No obstante, las líneas de acción están claras para el presidente de la organización agraria: “Queremos crear una pacto con la sociedad y mostrar todo lo que estamos haciendo los profesionales del campo: producir alimentos con seguridad alimentaria, prevenir incendios, disminuir la huella de carbono… Queremos acercar el campo a la ciudad, enseñar lo que hacemos en las escuelas, que la gente pueda visitar explotaciones. Es difícil querer algo que no se conoce… Queremos preguntarle a la gente si les importa el modelo alimentario que tenemos y que tendremos o les da igual. Si la respuesta de la sociedad es que les importamos, nosotros, los payeses, nos comprometemos a seguir, pero vosotros tenéis que pedir nuestros productos. La demanda debe condicionar la oferta y no al revés”, concluye Boronat. Para exponer estas cuestiones y salir de dudas, JARC-COAG tiene previsto celebrar una rueda de prensa el martes 26 de septiembre. El lugar aún está por determinar.

Acciones que empoderan

A raíz de esta situación, a lo largo de la geografía catalana han surgido diversas acciones cuyo objetivo es mostrar herramientas, aportar conocimiento y ofrecer experiencias que pongan en valor el trabajo de los agricultores y por supuesto, dar valor al producto. Éstas son algunas de ellas:

Benvinguts a pagès. Un fin de semana de ‘puertas abiertas al campo’ para ver cómo y dónde se producen los alimentos que llegan a nuestras mesas y saber cómo trabajan los agricultores catalanes. Las casi 200 explotaciones agrícolas y ganaderas que abrieron sus casas en la primera edición recibieron más de 12.500 visitas. La cifra superó las expectativas así que más de 750 explotaciones agrícolas y ramaderas, alojamientos, restaurantes y actividades se apuntaron a la edición de 2017, celebrada el pasado mes de junio. La acción registró unos 18.000 visitantes. Habrá una tercera.

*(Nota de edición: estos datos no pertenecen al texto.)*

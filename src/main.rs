use std::process::ExitCode;

use clap::Parser;
use tracing::error;
use tracing_subscriber::EnvFilter;

use gcp_oidc::{Config, HttpClient, IamCredentials, StsExchanger};

#[tokio::main(flavor = "current_thread")]
async fn main() -> ExitCode {
    let config = Config::parse();

    let filter = EnvFilter::try_new(&config.log_level).unwrap_or_else(|_| EnvFilter::new("info"));
    tracing_subscriber::fmt().with_env_filter(filter).init();

    let result = async {
        let client = HttpClient::new()?;
        let exchanger = StsExchanger::new(client.clone());
        let issuer = IamCredentials::new(client);
        gcp_oidc::run(&config, &exchanger, &issuer).await
    }
    .await;

    match result {
        Ok(_) => ExitCode::SUCCESS,
        Err(err) => {
            let chain = std::iter::successors(Some(&err as &dyn std::error::Error), |err| {
                err.source()
            })
            .map(ToString::to_string)
            .collect::<Vec<_>>();
            error!("{}", chain.join(": "));
            ExitCode::FAILURE
        }
    }
}
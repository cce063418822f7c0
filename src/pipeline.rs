use chrono::Utc;
use tracing::{info, instrument, Level};

use crate::config::Config;
use crate::credentials::{materialize, Artifact, OutputMode};
use crate::{AccessTokenIssuer, Error, TokenExchanger};

/// Run one invocation: validate, exchange, impersonate, publish
///
/// Stages run strictly in order and the first error ends the run, unchanged. Files written
/// by a stage that later fails are left in place and should not be trusted.
#[instrument(level = Level::DEBUG, skip_all)]
pub async fn run(
    config: &Config,
    exchanger: &dyn TokenExchanger,
    issuer: &dyn AccessTokenIssuer,
) -> Result<Artifact, Error> {
    config.validate()?;
    let mode = config.output_mode()?;
    execute(config, &mode, exchanger, issuer).await
}

/// Like [`run`], with the output mode chosen by the caller instead of the configuration
#[instrument(level = Level::DEBUG, skip(config, exchanger, issuer))]
pub async fn run_with_mode(
    config: &Config,
    mode: &OutputMode,
    exchanger: &dyn TokenExchanger,
    issuer: &dyn AccessTokenIssuer,
) -> Result<Artifact, Error> {
    config.validate()?;
    execute(config, mode, exchanger, issuer).await
}

async fn execute(
    config: &Config,
    mode: &OutputMode,
    exchanger: &dyn TokenExchanger,
    issuer: &dyn AccessTokenIssuer,
) -> Result<Artifact, Error> {
    let lifetime = config.lifetime();
    if let OutputMode::StructuredCredentialFile(_) = mode {
        // Must fail before any network call.
        lifetime.expiry_from(Utc::now())?;
    }
    let provider = config.workload_identity_provider();

    let federated = exchanger.exchange(&config.oidc_token, &provider).await?;
    info!("federated token retrieved");

    let access_token = issuer
        .impersonate(federated, &config.service_account_email, &lifetime)
        .await?;
    info!(expires_at = ?access_token.expires_at(), "access token retrieved");

    materialize(mode, config, &access_token).await
}
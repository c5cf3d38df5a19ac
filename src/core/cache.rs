//! Session scoped cache for values fetched from Graph.
//!
//! Entries live until they are invalidated or the whole session is
//! cleared (sign out). There is no time based expiry.

use std::collections::HashMap;
use std::hash::Hash;
use std::sync::{Arc, RwLock};

#[derive(Debug)]
pub struct SessionCache<K, V> {
    entries: Arc<RwLock<HashMap<K, V>>>,
}

impl<K, V> Clone for SessionCache<K, V> {
    fn clone(&self) -> Self {
        Self {
            entries: Arc::clone(&self.entries),
        }
    }
}

impl<K, V> Default for SessionCache<K, V> {
    fn default() -> Self {
        Self {
            entries: Arc::new(RwLock::new(HashMap::new())),
        }
    }
}

impl<K, V> SessionCache<K, V>
where
    K: Eq + Hash,
    V: Clone,
{
    pub fn new() -> Self {
        Self::default()
    }

    pub fn get(&self, key: &K) -> Option<V> {
        self.entries
            .read()
            .unwrap_or_else(|poisoned| poisoned.into_inner())
            .get(key)
            .cloned()
    }

    pub fn set(&self, key: K, value: V) {
        self.entries
            .write()
            .unwrap_or_else(|poisoned| poisoned.into_inner())
            .insert(key, value);
    }

    /// Value for `key`, inserting `V::default()` first when missing
    pub fn get_or_default(&self, key: K) -> V
    where
        V: Default,
    {
        self.entries
            .write()
            .unwrap_or_else(|poisoned| poisoned.into_inner())
            .entry(key)
            .or_default()
            .clone()
    }

    pub fn invalidate(&self, key: &K) {
        self.entries
            .write()
            .unwrap_or_else(|poisoned| poisoned.into_inner())
            .remove(key);
    }

    /// Visit every entry under the read lock
    pub fn for_each(&self, mut f: impl FnMut(&K, &V)) {
        let entries = self
            .entries
            .read()
            .unwrap_or_else(|poisoned| poisoned.into_inner());
        for (key, value) in entries.iter() {
            f(key, value);
        }
    }

    /// Drop every entry, used on sign out
    pub fn clear(&self) {
        self.entries
            .write()
            .unwrap_or_else(|poisoned| poisoned.into_inner())
            .clear();
    }

    pub fn len(&self) -> usize {
        self.entries
            .read()
            .unwrap_or_else(|poisoned| poisoned.into_inner())
            .len()
    }

    pub fn is_empty(&self) -> bool {
        self.len() == 0
    }
}
//! Ordering of names and attribute values the way a Swedish directory
//! expects them: accents fold into their base letter, `Å`, `Ä` and `Ö`
//! come after `Z`.

use std::cmp::Ordering;

use icu_collator::{Collator, CollatorOptions};
use icu_locid::locale;

pub struct NameOrder {
    collator: Option<Collator>,
}

impl NameOrder {
    pub fn swedish() -> Self {
        let collator = Collator::try_new(&locale!("sv").into(), CollatorOptions::new())
            .map_err(|e| tracing::warn!("Swedish collation unavailable, using code points: {}", e))
            .ok();
        Self { collator }
    }

    /// Collation order, with the raw strings as tiebreak so the
    /// result is total
    pub fn compare(&self, a: &str, b: &str) -> Ordering {
        let collated = match &self.collator {
            Some(collator) => collator.compare(a, b),
            None => a.to_lowercase().cmp(&b.to_lowercase()),
        };
        collated.then_with(|| a.cmp(b))
    }
}
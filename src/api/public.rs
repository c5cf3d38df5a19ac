//! Public API types

use axum::Json;
use axum::response::{IntoResponse, Response};
use http::StatusCode;
use serde::Serialize;

use crate::graph::GraphError;

// Errors

pub struct ApiError(anyhow::Error);

#[derive(Debug, Serialize)]
pub struct ErrorResponse {
    pub error: String,
    /// Status returned by Graph when the failure came from a remote call
    #[serde(skip_serializing_if = "Option::is_none")]
    pub remote_status: Option<u16>,
}

impl ApiError {
    pub fn status(&self) -> StatusCode {
        match self.0.downcast_ref::<GraphError>() {
            Some(GraphError::InvalidInput(_)) => StatusCode::BAD_REQUEST,
            Some(GraphError::Unauthorized { .. }) => StatusCode::UNAUTHORIZED,
            Some(GraphError::Http { .. } | GraphError::BookingFailed { .. }) => {
                StatusCode::BAD_GATEWAY
            }
            _ => StatusCode::INTERNAL_SERVER_ERROR,
        }
    }
}

/// Convert `ApiError` into an Axum compatible response.
impl IntoResponse for ApiError {
    fn into_response(self) -> Response {
        let status = self.status();
        if status.is_server_error() {
            tracing::error!("{}", self.0);
        } else {
            tracing::debug!("{}", self.0);
        }

        let remote_status = self
            .0
            .downcast_ref::<GraphError>()
            .and_then(GraphError::status);
        let body = ErrorResponse {
            error: self.0.to_string(),
            remote_status,
        };
        (status, Json(body)).into_response()
    }
}

/// Enables using `?` on functions that return `Result<_,
/// anyhow::Error>` to turn them into `Result<_, ApiError>`
impl<E> From<E> for ApiError
where
    E: Into<anyhow::Error>,
{
    fn from(err: E) -> Self {
        Self(err.into())
    }
}

// Re-export public types from each route

pub mod directory {
    pub use crate::api::routes::directory::public::*;
}

pub mod schedule {
    pub use crate::api::routes::schedule::public::*;
}

pub mod session {
    pub use crate::api::routes::session::public::*;
}

pub mod workspace {
    pub use crate::api::routes::workspace::public::*;
}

Mercat de la Terra. Para acortar distancias entre la tierra y la mesa y aportar conciencia sobre lo que comemos, desde el pasado otoño Barcelona acoge semanalmente un encuentro de productores pequeños, artesanos, de proximidad y de Km0 que presentan y venden directamente alimentos obtenidos con procesos tradicionales respetuosos con el medio ambiente a precios justos, tanto para ellos como para los compradores.

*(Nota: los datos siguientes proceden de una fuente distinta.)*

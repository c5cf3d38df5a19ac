use anyhow::Result;

use super::print_json;
use crate::core::AppConfig;
use crate::graph::GraphClient;
use crate::graph::mail::{DEFAULT_SEND_PAUSE, ItemBody};

pub async fn run(
    config: &AppConfig,
    subject: &str,
    body: &str,
    is_html: bool,
    recipients: &[String],
) -> Result<()> {
    let client = GraphClient::from_config(config)?;
    let report = client
        .send_bulk_bcc(subject, &ItemBody::new(body, is_html), recipients, DEFAULT_SEND_PAUSE)
        .await?;
    if report.failed > 0 {
        tracing::warn!("{} of {} messages failed", report.failed, report.sent + report.failed);
    }
    print_json(&report)
}
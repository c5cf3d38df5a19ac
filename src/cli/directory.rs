use std::path::Path;

use anyhow::{Context, Result};
use serde_json::json;

use super::print_json;
use crate::core::AppConfig;
use crate::directory::{
    AttributeField, AttributeQuery, attribute_values, normalize_user, run_query,
};
use crate::graph::GraphClient;

pub async fn users(
    config: &AppConfig,
    field: &str,
    value: &str,
    field2: Option<&str>,
    value2: Option<&str>,
) -> Result<()> {
    let query = AttributeQuery::parse(field, value, field2, value2)?;
    let client = GraphClient::from_config(config)?;
    let result = run_query(&client, &query).await?;

    let users: Vec<_> = result.users.iter().map(normalize_user).collect();
    print_json(&json!({
        "filter": query.filter(),
        "total": result.total,
        "truncated": result.truncated,
        "users": users,
    }))
}

pub async fn attributes(
    config: &AppConfig,
    primary: &str,
    secondary: Option<&str>,
    pages: Option<usize>,
) -> Result<()> {
    let primary = AttributeField::parse(primary)?;
    let secondary = secondary.map(AttributeField::parse).transpose()?;
    let client = GraphClient::from_config(config)?;
    let distribution = attribute_values(&client, &primary, secondary.as_ref(), pages).await?;
    print_json(&distribution)
}

/// File name for a user's photo, safe for any id or UPN
fn photo_file_name(user: &str) -> String {
    let stem: String = user
        .chars()
        .map(|c| if c.is_ascii_alphanumeric() || c == '.' || c == '-' { c } else { '_' })
        .collect();
    format!("{}.jpg", stem)
}

pub async fn photos(config: &AppConfig, users: &[String], out: &str) -> Result<()> {
    let client = GraphClient::from_config(config)?;
    let out_dir = Path::new(out);
    tokio::fs::create_dir_all(out_dir)
        .await
        .with_context(|| format!("Failed to create {}", out))?;

    let photos = client
        .download_photos(users, config.photo_concurrency)
        .await;
    for photo in photos.iter() {
        let path = out_dir.join(photo_file_name(&photo.user));
        tokio::fs::write(&path, &photo.bytes)
            .await
            .with_context(|| format!("Failed to write {}", path.display()))?;
    }

    tracing::info!("Saved {} of {} photos", photos.len(), users.len());
    print_json(&json!({
        "requested": users.len(),
        "saved": photos,
    }))
}
//! Microsoft Graph REST client and resource readers

pub mod calendar;
pub mod chats;
mod client;
mod error;
pub mod mail;
pub mod models;
pub mod people;
pub mod teams;

pub use client::{GraphClient, MAX_PAGES, Page, Paged};
pub use error::{GraphError, error_message};
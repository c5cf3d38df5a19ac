use anyhow::Result;
use chrono::{DateTime, Utc};
use serde_json::json;

use super::print_json;
use crate::core::AppConfig;
use crate::graph::GraphClient;
use crate::scheduler::recurrence::{RecurrenceMode, RecurrenceOptions};
use crate::scheduler::{BookingRequest, FindTimeRequest, create_meeting, find_first_available};

pub struct FindTimeArgs {
    pub attendees: Vec<String>,
    pub duration: i64,
    pub start: Option<DateTime<Utc>>,
    pub end: Option<DateTime<Utc>>,
    pub tenant_domain: Option<String>,
    pub work_hours: bool,
    pub book: bool,
    pub subject: Option<String>,
    pub recurrence: Option<RecurrenceMode>,
    pub occurrences: u32,
}

pub async fn run(config: &AppConfig, args: FindTimeArgs) -> Result<()> {
    let client = GraphClient::from_config(config)?;
    let configured = args
        .tenant_domain
        .as_deref()
        .or(config.tenant_domain.as_deref());
    let tenant_domain = client.tenant_domain(configured).await;

    let request = FindTimeRequest {
        attendees: args.attendees.clone(),
        duration_minutes: args.duration,
        window_start: args.start,
        window_end: args.end,
        tenant_domain: tenant_domain.clone(),
        work_hours_only: args.work_hours,
    };
    let Some(suggestion) = find_first_available(&client, &request).await? else {
        tracing::info!("No common time found in the window");
        return print_json(&json!({ "suggestion": null, "tenant_domain": tenant_domain }));
    };

    if !args.book {
        return print_json(&json!({ "suggestion": suggestion, "tenant_domain": tenant_domain }));
    }

    let mut booking = BookingRequest::for_suggestion(&suggestion, args.attendees);
    booking.subject = args.subject;
    booking.recurrence = args.recurrence.map(|mode| RecurrenceOptions {
        mode,
        interval: 1,
        occurrences: args.occurrences,
    });
    let event = create_meeting(&client, &booking).await?;

    print_json(&json!({
        "suggestion": suggestion,
        "event": event,
    }))
}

Fira Àpat . El próximo mes de octubre hará tres años que los productores y elaboradores catalanes pueden mostrar sus productos a los consumidores finales o a los intermediarios (tiendas, restaurantes, hoteles, vinotecas, distribuidores) en la capital catalana.

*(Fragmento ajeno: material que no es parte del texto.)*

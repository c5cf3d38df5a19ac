//! Joined Teams, their channels and channel membership

use super::models::{Channel, ConversationMember, Team};
use super::{GraphClient, GraphError, MAX_PAGES, Paged};

impl GraphClient {
    pub async fn joined_teams(&self) -> Result<Paged<Team>, GraphError> {
        self.get_all_pages("/me/joinedTeams", &[], &[], MAX_PAGES)
            .await
    }

    pub async fn channels(&self, team_id: &str) -> Result<Paged<Channel>, GraphError> {
        let path = format!("/teams/{}/channels", urlencoding::encode(team_id));
        self.get_all_pages(&path, &[], &[], MAX_PAGES).await
    }

    pub async fn channel_members(
        &self,
        team_id: &str,
        channel_id: &str,
    ) -> Result<Paged<ConversationMember>, GraphError> {
        let path = format!(
            "/teams/{}/channels/{}/members",
            urlencoding::encode(team_id),
            urlencoding::encode(channel_id)
        );
        self.get_all_pages(&path, &[], &[], MAX_PAGES).await
    }
}

#[cfg(test)]
mod tests {
    use super::*;

    #[tokio::test]
    async fn test_channel_members_follow_pages() {
        let mut server = mockito::Server::new_async().await;
        let url = server.url();
        let _first = server
            .mock("GET", "/teams/t1/channels/ch1/members")
            .with_status(200)
            .with_body(format!(
                r#"{{"value":[{{"id":"m1","displayName":"Ada"}}],"@odata.nextLink":"{}/teams/t1/channels/ch1/members/next"}}"#,
                url
            ))
            .create_async()
            .await;
        let _second = server
            .mock("GET", "/teams/t1/channels/ch1/members/next")
            .with_status(200)
            .with_body(r#"{"value":[{"id":"m2","displayName":"Bob"}],"@odata.nextLink":""}"#)
            .create_async()
            .await;

        let client = GraphClient::new(&url, "t");
        let members = client.channel_members("t1", "ch1").await.unwrap();

        let names: Vec<_> = members
            .items
            .iter()
            .filter_map(|m| m.display_name.clone())
            .collect();
        assert_eq!(names, vec!["Ada", "Bob"]);
        assert_eq!(members.pages, 2);
    }

    #[tokio::test]
    async fn test_joined_teams() {
        let mut server = mockito::Server::new_async().await;
        let _mock = server
            .mock("GET", "/me/joinedTeams")
            .with_status(200)
            .with_body(r#"{"value":[{"id":"t1","displayName":"Platform","description":null}]}"#)
            .create_async()
            .await;

        let client = GraphClient::new(&server.url(), "t");
        let teams = client.joined_teams().await.unwrap();
        assert_eq!(teams.items[0].display_name.as_deref(), Some("Platform"));
    }
}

Jornada Agronyam, organizada por el Consorci Leader de Desenvolupament Rural del Camp, se estrena en la Vinícola de Nulles el próximo 9 de octubre. La finalidad es crear sinergias entre los productores, facilitar las relaciones comerciales con restauradores, establecimientos comerciales y agroturísticos del Camp de Tarragona. Si vives y/o trabajas en la zona, podría interesarte.

Los citados no son los únicos espacios de encuentro entre payeses y consumidores que ofrecen la posibilidad de comprar directamente alimentos locales sin intermediarios en territorio catalán. Afortunadamente se reparten por la geografía y el calendario. Igual que las ferias, fiestas y muestras dedicadas a ingredientes de temporada; las jornadas y menús gastronómicos con productos locales como protagonistas; los talleres, catas y degustaciones e incluso los premios y concursos que reconocen su calidad.

“Tenemos una diversidad y una tipicidad de alimentos increíble, pero tenemos que ponerlos en valor”, concluye Francesc Boronat. ¿Les ayudamos?